The old processors may still work.
But their economic value could decline sharply.
That is why Wall Street is reluctant to value AI chips like traditional infrastructure.
Debt repayment schedules can last many years.
Technology cycles may last only a fraction of that.
SpaceX’s Financial Transparency Could Also Matter
Public-market investors received more access to SpaceX’s finances after its June IPO.
But credit investors will likely demand even deeper disclosure before committing tens of billions of dollars.
The more debt a company carries, the more investors care about:
cash flow,
capital expenditure,
debt maturities,
interest coverage,
customer concentration,
and the profitability of individual business units.
Musk historically preferred operating many of his companies outside the public markets.
SpaceX’s listing changed that.
A $40 billion financing would push the company even further into traditional Wall Street discipline.
Why the Deal Could Become a Template
If Apollo succeeds in placing $30 billion of SpaceX bonds alongside $10 billion in loans, the structure could become a model for other AI companies.
Large AI labs may increasingly finance hardware separately from their core corporate operations.
Banks and asset managers could package data-center projects into investable debt.
Long-term contracts with companies such as Google, Meta or Microsoft could help secure financing.
Chipmakers might provide residual-value guarantees.
Private-equity groups could supply junior capital.
In other words, a new financial ecosystem is being built around artificial-intelligence hardware.

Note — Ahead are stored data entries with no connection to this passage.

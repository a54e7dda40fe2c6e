//! In-memory environment
//!
//! Holds its own working directory and variables so resolutions can run
//! side by side (tests, embedding) without touching process state.

use crate::error::{Error, Result};
use crate::interfaces::Environment;
use std::collections::HashMap;
use std::io;
use std::path::{Path, PathBuf};

#[derive(Debug, Clone)]
pub struct VirtualEnvironment {
    cwd: PathBuf,
    vars: HashMap<String, String>,
    exe: Option<PathBuf>,
}

impl VirtualEnvironment {
    pub fn new(cwd: impl Into<PathBuf>) -> Self {
        Self {
            cwd: cwd.into(),
            vars: HashMap::new(),
            exe: None,
        }
    }

    /// Builder method for an environment variable
    pub fn with_var(mut self, key: impl Into<String>, value: impl Into<String>) -> Self {
        self.vars.insert(key.into(), value.into());
        self
    }

    /// Builder method for the running executable
    pub fn with_exe(mut self, exe: impl Into<PathBuf>) -> Self {
        self.exe = Some(exe.into());
        self
    }

    pub fn set_var(&mut self, key: impl Into<String>, value: impl Into<String>) {
        self.vars.insert(key.into(), value.into());
    }

    pub fn remove_var(&mut self, key: &str) {
        self.vars.remove(key);
    }

    pub fn cwd(&self) -> &Path {
        &self.cwd
    }
}

impl Environment for VirtualEnvironment {
    fn current_dir(&self) -> Result<PathBuf> {
        Ok(self.cwd.clone())
    }

    fn set_current_dir(&mut self, dir: &Path) -> Result<()> {
        let target = if dir.is_absolute() {
            dir.to_path_buf()
        } else {
            self.cwd.join(dir)
        };
        if !target.is_dir() {
            return Err(Error::WorkingDirectory {
                path: target,
                source: io::Error::new(io::ErrorKind::NotFound, "not a directory"),
            });
        }
        tracing::debug!("Virtual cwd {:?} -> {:?}", self.cwd, target);
        self.cwd = target;
        Ok(())
    }

    fn var(&self, key: &str) -> Option<String> {
        self.vars.get(key).cloned()
    }

    fn current_exe(&self) -> Option<PathBuf> {
        self.exe.clone()
    }
}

The companies selling the chips may benefit.
The companies arranging the debt may benefit.
And investors hungry for yield may gain access to an entirely new asset class.
But $40 Billion of Debt Changes the Stakes
Borrowing magnifies everything.
If Musk’s AI strategy works, debt can accelerate growth without forcing SpaceX to issue huge amounts of additional equity.
If it fails, the company still owes the money.
Interest payments do not disappear because a new AI architecture arrives.
That makes the reported transaction a much bigger wager than another bullish Nvidia purchase.
SpaceX is essentially betting that future demand for artificial intelligence — from Grok, outside customers and potentially entirely new products — will generate enough economic value to justify financing tens of billions of dollars of hardware today.
For Nvidia, the proposed order would demonstrate just how deep its competitive moat remains.
For Apollo, it could establish the asset manager as one of the dominant financiers of the AI era.
For Wall Street, it would provide another chance to turn GPUs into an institutional credit product.
And for Elon Musk, it represents something even larger.
He has spent years using ambitious engineering projects to attract enormous pools of capital.
First rockets.
Then satellites.
Then electric cars.
Now artificial intelligence.
But if SpaceX really borrows $40 billion largely to buy Nvidia chips, Musk’s next great technological gamble will also become one of his biggest financial bets — because the AI race is no longer being funded only by Silicon Valley profits.
It is increasingly being financed by Wall Street debt.